But here's the point – however they get there, the magi eventually get to Bethlehem, and there they are blessed. They find the child with his mother, they do homage and offer their gifts, and there they are blessed with true wisdom – it is only after they find the Christ-child with his humble and obedient mother and his dreaming, far-seeing father that the magi really become wise men, able to interpret their dreams and understand what God is trying to tell them.
Maybe, if we look at it like this, the magi represent all of us, who are looking for the Christ-child but who routinely get muddled and lost in our own illusions of competence. But they – also like us – are eventually brought to where the Child is, not through their own skill but by God's persistence and subliminal prompting. And when they get there, they find something that upsets all their theories and all their science, because they find a child who is himself the revelation! One suggestion I read recently is that the precious objects they give to the baby Jesus could be the symbols of their own status and learning as astrologers – which would mean they were not so much giving presents to Jesus as surrendering the emblems of their own competence and their own knowledge. Like Frodo in the Lord of the Rings, the magi have been on a long and dangerous quest, and what they have discovered is that the one thing they have to give up is the symbol of their own power and their own competence. The vulnerability of God coming as a tiny baby exposes the illusion of our own control and our own self-sufficiency. Could it be that there's something more important than bringing gifts to the One who is the giver of all gifts? Could it be that when we encounter the baby Jesus, and we see God daring to be weak, when we see the reality of God's powerlessness in the world, that we are being challenged to lay something down – to lay down all the illusions of control that we build up as defences in a world where nothing seems safe and certain? That the love and the vulnerability of God-with-us – is paradoxically more life-giving than the most powerful ideology of control. Because it's at the manger that we see clearly the power of an incarnate God which is the power of humble, vulnerable love - not the power to stop earthquake or bushfire or cyclone, or the power to topple dictators or protect the innocent, but the power to suffer and die, and the power to renew and restore us and all things.

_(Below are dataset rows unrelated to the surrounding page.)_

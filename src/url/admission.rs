//! URL admission filter
//!
//! Decides whether a discovered URL may enter the frontier. The filter is a pure
//! function of the URL, the policy and the BFS depth: no I/O, and malformed input is
//! rejected rather than reported as an error.

use crate::config::{Config, EntryPoint};
use crate::url::domain::{extract_domain, is_allowed_host};
use std::collections::HashSet;
use std::fmt;
use url::Url;

/// Extensions of resources that never yield corpus text when fetched as a page
const NON_DOCUMENT_EXTENSIONS: &[&str] = &[
    // Documents handled outside the HTML pipeline
    "pdf", "doc", "docx", "xls", "xlsx", "ppt", "pptx", "odt", "ods", "odp", "rtf", "csv",
    // Images
    "png", "jpg", "jpeg", "gif", "svg", "webp", "bmp", "ico", "tif", "tiff",
    // Audio and video
    "mp3", "mp4", "m4a", "wav", "avi", "mov", "wmv", "webm", "ogg",
    // Archives and installers
    "zip", "gz", "tgz", "tar", "rar", "7z", "exe", "msi", "dmg", "iso", "apk",
    // Page assets
    "css", "js", "json", "xml", "rss", "woff", "woff2", "ttf", "eot",
];

/// Why a URL was refused
#[derive(Debug, Clone, PartialEq, Eq)]
pub enum Rejection {
    /// Not parseable as an absolute URL
    Malformed,
    /// Scheme other than http/https
    Scheme(String),
    /// Host missing or not on the allow-list
    Domain(String),
    /// Path under an excluded segment such as `/cart`
    ExcludedPath(String),
    /// Query carries a disallowed key
    QueryKey(String),
    /// Resource type that is not a document at this depth
    Extension(String),
}

/// Verdict of the admission filter
#[derive(Debug, Clone, PartialEq, Eq)]
pub enum Admission {
    Admitted,
    Rejected(Rejection),
}

impl Admission {
    /// Returns true if the URL may be enqueued
    pub fn is_admitted(&self) -> bool {
        matches!(self, Self::Admitted)
    }
}

impl fmt::Display for Admission {
    fn fmt(&self, f: &mut fmt::Formatter<'_>) -> fmt::Result {
        match self {
            Self::Admitted => write!(f, "admitted"),
            Self::Rejected(Rejection::Malformed) => write!(f, "malformed URL"),
            Self::Rejected(Rejection::Scheme(s)) => write!(f, "unsupported scheme '{}'", s),
            Self::Rejected(Rejection::Domain(d)) => write!(f, "domain '{}' not allowed", d),
            Self::Rejected(Rejection::ExcludedPath(p)) => write!(f, "excluded path '{}'", p),
            Self::Rejected(Rejection::QueryKey(k)) => write!(f, "disallowed query key '{}'", k),
            Self::Rejected(Rejection::Extension(e)) => write!(f, "non-document extension '.{}'", e),
        }
    }
}

/// The admission rules in effect for one entry point
#[derive(Debug, Clone, Default)]
pub struct AdmissionPolicy {
    allowed_domains: Vec<String>,
    disallowed_query_keys: HashSet<String>,
    pagination_keys: HashSet<String>,
    excluded_path_segments: Vec<String>,
    root_document_extensions: HashSet<String>,
}

impl AdmissionPolicy {
    /// Creates a policy from an allow-list and a set of disallowed query keys
    ///
    /// Every other rule starts empty; see the `with_*` builders.
    pub fn new<D, K>(allowed_domains: D, disallowed_query_keys: K) -> Self
    where
        D: IntoIterator,
        D::Item: AsRef<str>,
        K: IntoIterator,
        K::Item: AsRef<str>,
    {
        Self {
            allowed_domains: lowercase(allowed_domains).collect(),
            disallowed_query_keys: lowercase(disallowed_query_keys).collect(),
            ..Self::default()
        }
    }

    /// Disallowed keys that are still admitted when they are the only query parameter
    pub fn with_pagination_keys<I>(mut self, keys: I) -> Self
    where
        I: IntoIterator,
        I::Item: AsRef<str>,
    {
        self.pagination_keys = lowercase(keys).collect();
        self
    }

    /// Path prefixes whose pages are never admitted
    pub fn with_excluded_path_segments<I>(mut self, segments: I) -> Self
    where
        I: IntoIterator,
        I::Item: AsRef<str>,
    {
        self.excluded_path_segments = lowercase(segments).collect();
        self
    }

    /// Non-document extensions admitted at depth 0
    pub fn with_root_document_extensions<I>(mut self, extensions: I) -> Self
    where
        I: IntoIterator,
        I::Item: AsRef<str>,
    {
        self.root_document_extensions = lowercase(extensions)
            .map(|e| e.trim_start_matches('.').to_string())
            .collect();
        self
    }

    /// Builds the policy an entry point is crawled under
    pub fn for_entry_point(config: &Config, entry: &EntryPoint) -> Self {
        let filter = &config.filter;

        Self::new(config.allowed_domains_for(entry), &filter.disallowed_query_keys)
            .with_pagination_keys(&filter.pagination_keys)
            .with_excluded_path_segments(&filter.excluded_path_segments)
            .with_root_document_extensions(&filter.root_document_extensions)
    }

    /// The allow-listed domains, lowercased
    pub fn allowed_domains(&self) -> &[String] {
        &self.allowed_domains
    }
}

fn lowercase<I>(items: I) -> impl Iterator<Item = String>
where
    I: IntoIterator,
    I::Item: AsRef<str>,
{
    items
        .into_iter()
        .map(|item| item.as_ref().trim().to_lowercase())
        .filter(|item| !item.is_empty())
}

/// Runs every admission rule and reports the first one that fails
///
/// Rules are checked in order: parse, scheme, domain, excluded path, query keys,
/// extension.
pub fn evaluate(url: &str, policy: &AdmissionPolicy, depth: u32) -> Admission {
    let parsed = match Url::parse(url.trim()) {
        Ok(parsed) => parsed,
        Err(_) => return Admission::Rejected(Rejection::Malformed),
    };

    if parsed.scheme() != "http" && parsed.scheme() != "https" {
        return Admission::Rejected(Rejection::Scheme(parsed.scheme().to_string()));
    }

    let host = match extract_domain(&parsed) {
        Some(host) => host,
        None => return Admission::Rejected(Rejection::Domain(String::new())),
    };
    if !is_allowed_host(&host, &policy.allowed_domains) {
        return Admission::Rejected(Rejection::Domain(host));
    }

    let path = parsed.path().to_lowercase();
    if let Some(segment) = policy
        .excluded_path_segments
        .iter()
        .find(|segment| contains_segment(&path, segment))
    {
        return Admission::Rejected(Rejection::ExcludedPath(segment.clone()));
    }

    if let Some(key) = disallowed_query_key(&parsed, policy) {
        return Admission::Rejected(Rejection::QueryKey(key));
    }

    if let Some(extension) = non_document_extension(&parsed) {
        let allowed_at_root = depth == 0 && policy.root_document_extensions.contains(&extension);
        if !allowed_at_root {
            return Admission::Rejected(Rejection::Extension(extension));
        }
    }

    Admission::Admitted
}

/// Returns true if the URL may enter the frontier at the given depth
///
/// # Examples
///
/// ```
/// use campus_corpus::url::{admit, AdmissionPolicy};
///
/// let policy = AdmissionPolicy::new(["example.edu"], ["color"]);
///
/// assert!(admit("https://example.edu/it/faq", &policy, 1));
/// assert!(!admit("https://other.edu/x", &policy, 1));
/// assert!(!admit("https://example.edu/it?color=red", &policy, 1));
/// assert!(!admit("::not a url::", &policy, 1));
/// ```
pub fn admit(url: &str, policy: &AdmissionPolicy, depth: u32) -> bool {
    evaluate(url, policy, depth).is_admitted()
}

/// Returns the extension of a URL that points at a binary or asset rather than a page
pub fn non_document_extension(url: &Url) -> Option<String> {
    file_extension(&url.path().to_lowercase())
        .filter(|extension| NON_DOCUMENT_EXTENSIONS.contains(&extension.as_str()))
}

/// Finds a disallowed key in the query, honouring the lone-pagination exception
fn disallowed_query_key(url: &Url, policy: &AdmissionPolicy) -> Option<String> {
    let keys: Vec<String> = url
        .query_pairs()
        .map(|(key, _)| key.to_lowercase())
        .collect();

    let lone_pagination = keys.len() == 1 && policy.pagination_keys.contains(&keys[0]);
    if lone_pagination {
        return None;
    }

    keys.into_iter()
        .find(|key| policy.disallowed_query_keys.contains(key))
}

/// Matches `segment` against the path only at segment boundaries
///
/// `/account` excludes `/account`, `/account/settings` and `/account.php` but not
/// `/accounting-services`.
fn contains_segment(path: &str, segment: &str) -> bool {
    let segment = segment.trim_end_matches('/');
    if segment.is_empty() {
        return false;
    }

    path.match_indices(segment).any(|(idx, _)| {
        let rest = &path[idx + segment.len()..];
        rest.is_empty() || rest.starts_with('/') || rest.starts_with('.')
    })
}

/// Returns the lowercase extension of the last path segment, if any
fn file_extension(path: &str) -> Option<String> {
    let last = path.rsplit('/').next()?;
    let (stem, extension) = last.rsplit_once('.')?;

    if stem.is_empty() || extension.is_empty() {
        return None;
    }

    Some(extension.to_lowercase())
}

Whatever the exact meaning of the gifts the magi give, what happens when they meet the Christ-child is that the magi worship, and hand over the treasures of their heart – the things that are most important to them, and in return they are given wisdom, the gift of discerning the truth, and that is what they take home. That's the deal for each of us when we seek Jesus, we recognise the illusion of our own strength and our own competence by the light of God's weakness and God's vulnerability, and we are unexpectedly blessed.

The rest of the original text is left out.